U.S. National Natural Landmark
- Designated: 1976

= Mount Redoubt =

Volcanic cone in Alaska, United States

Redoubt Volcano, or Mount Redoubt (Dena'ina: Bentuggezh K’enulgheli), is an active stratovolcano in the largely volcanic Aleutian Range of the U.S. state of Alaska. Located at the head of the Chigmit Mountains subrange in Lake Clark National Park and Preserve, the mountain is just west of Cook Inlet, in the Kenai Peninsula Borough about 110 mi southwest of Anchorage. At 10,197 ft, in just over 5 mi Mount Redoubt attains 9,150 ft of prominence over its surrounding terrain. It is the highest summit in the Aleutian Range. In 1976, Redoubt Volcano was designated as a National Natural Landmark by the National Park Service.

Active for millennia, Mount Redoubt has erupted four times since it was first observed: in 1902, 1966, 1989 and 2009, with two questionable eruptions in 1881 and 1933. The eruption in 1989 spewed volcanic ash to a height of 45,000 ft. It caught KLM Flight 867, a Boeing 747 aircraft, in its plume. After the plane descended 13,000 feet, the pilots restarted the engines and landed the plane safely at Anchorage. The ash blanketed an area of about 7,700 mi2. The 1989 eruption is also notable for being the first ever volcanic eruption to be successfully predicted by the method of long-period seismic events developed by Swiss/American volcanologist Bernard Chouet.
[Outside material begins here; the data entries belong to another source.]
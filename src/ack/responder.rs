use std::net::SocketAddr;
use std::sync::Arc;

use async_trait::async_trait;
#[cfg(test)] use mockall::automock;
use tokio::sync::Mutex;
use tracing::{debug, trace, warn};

use crate::peer_modes::PeerModes;
use crate::protocol::envelope::{Envelope, Message};
use crate::transport::Transport;


/// The application callback for received messages
#[cfg_attr(test, automock)]
#[async_trait]
pub trait MessageReceiver: Send + Sync + 'static {
    /// Called once per received datagram, including duplicates: there is no deduplication at
    ///  this layer.
    ///
    /// This is a blocking call, holding up the receive loop. Non-trivial work should be
    ///  offloaded, but it is up to the implementation to decide and do this.
    async fn on_message(&self, message: Message, from: SocketAddr);
}


/// The receiver side of the protocol: it acknowledges incoming messages as the message type
///  policy requires, mirroring the sender's per-peer acknowledgement mode, and forwards all
///  messages to the application.
pub struct AckResponder {
    transport: Arc<dyn Transport>,
    receiver: Arc<dyn MessageReceiver>,
    peer_modes: Arc<Mutex<PeerModes>>,
}

impl AckResponder {
    pub fn new(transport: Arc<dyn Transport>, receiver: Arc<dyn MessageReceiver>) -> AckResponder {
        Self::with_peer_modes(transport, receiver, Default::default())
    }

    /// see [crate::ack::tracker::AckTracker::with_peer_modes]
    pub fn with_peer_modes(transport: Arc<dyn Transport>, receiver: Arc<dyn MessageReceiver>, peer_modes: Arc<Mutex<PeerModes>>) -> AckResponder {
        AckResponder {
            transport,
            receiver,
            peer_modes,
        }
    }

    pub async fn on_datagram_received(&self, buf: &[u8], from: SocketAddr) {
        match Envelope::try_deser(buf) {
            Ok(envelope) => self.on_envelope(envelope, from).await,
            Err(e) => warn!("received an undecodable datagram from {:?} - dropping: {}", from, e),
        }
    }

    pub async fn on_envelope(&self, envelope: Envelope, from: SocketAddr) {
        if envelope.message_type().is_ack() {
            debug!(?from, identity = ?envelope.identity(), "received an acknowledgement without a tracker - ignoring");
            return;
        }

        let decision = self.peer_modes.lock().await
            .apply_received(from, envelope.message_type());

        trace!(?from, identity = ?envelope.identity(), message_type = ?envelope.message_type(), requires_ack = decision.requires_ack, "received message");

        if decision.requires_ack {
            let ack = Envelope::ack(envelope.identity());
            if let Err(e) = self.transport.send(from, &ack.to_bytes()).await {
                // the sender will retransmit, giving us another chance to acknowledge
                warn!("error sending acknowledgement for {:?} to {:?}: {}", envelope.identity(), from, e);
            }
        }

        self.receiver.on_message(envelope.to_message(), from).await;
    }

    pub async fn forget_peer(&self, peer: SocketAddr) {
        self.peer_modes.lock().await
            .forget_peer(peer);
    }
}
As of 2018, the US Geological Survey rated Mount Redoubt a "very high threat" to people and infrastructure.

==Name==
The official name of the mountain is Redoubt Volcano, a translation of the Russian name "Sopka Redutskaya", referring to, as does the word "redoubt", "a fortified place". A local name, "Ujakushatsch", also means "fortified place", but it is difficult to determine if one name is derived from the other. The Board on Geographic Names decided on the name "Redoubt Volcano" in 1891.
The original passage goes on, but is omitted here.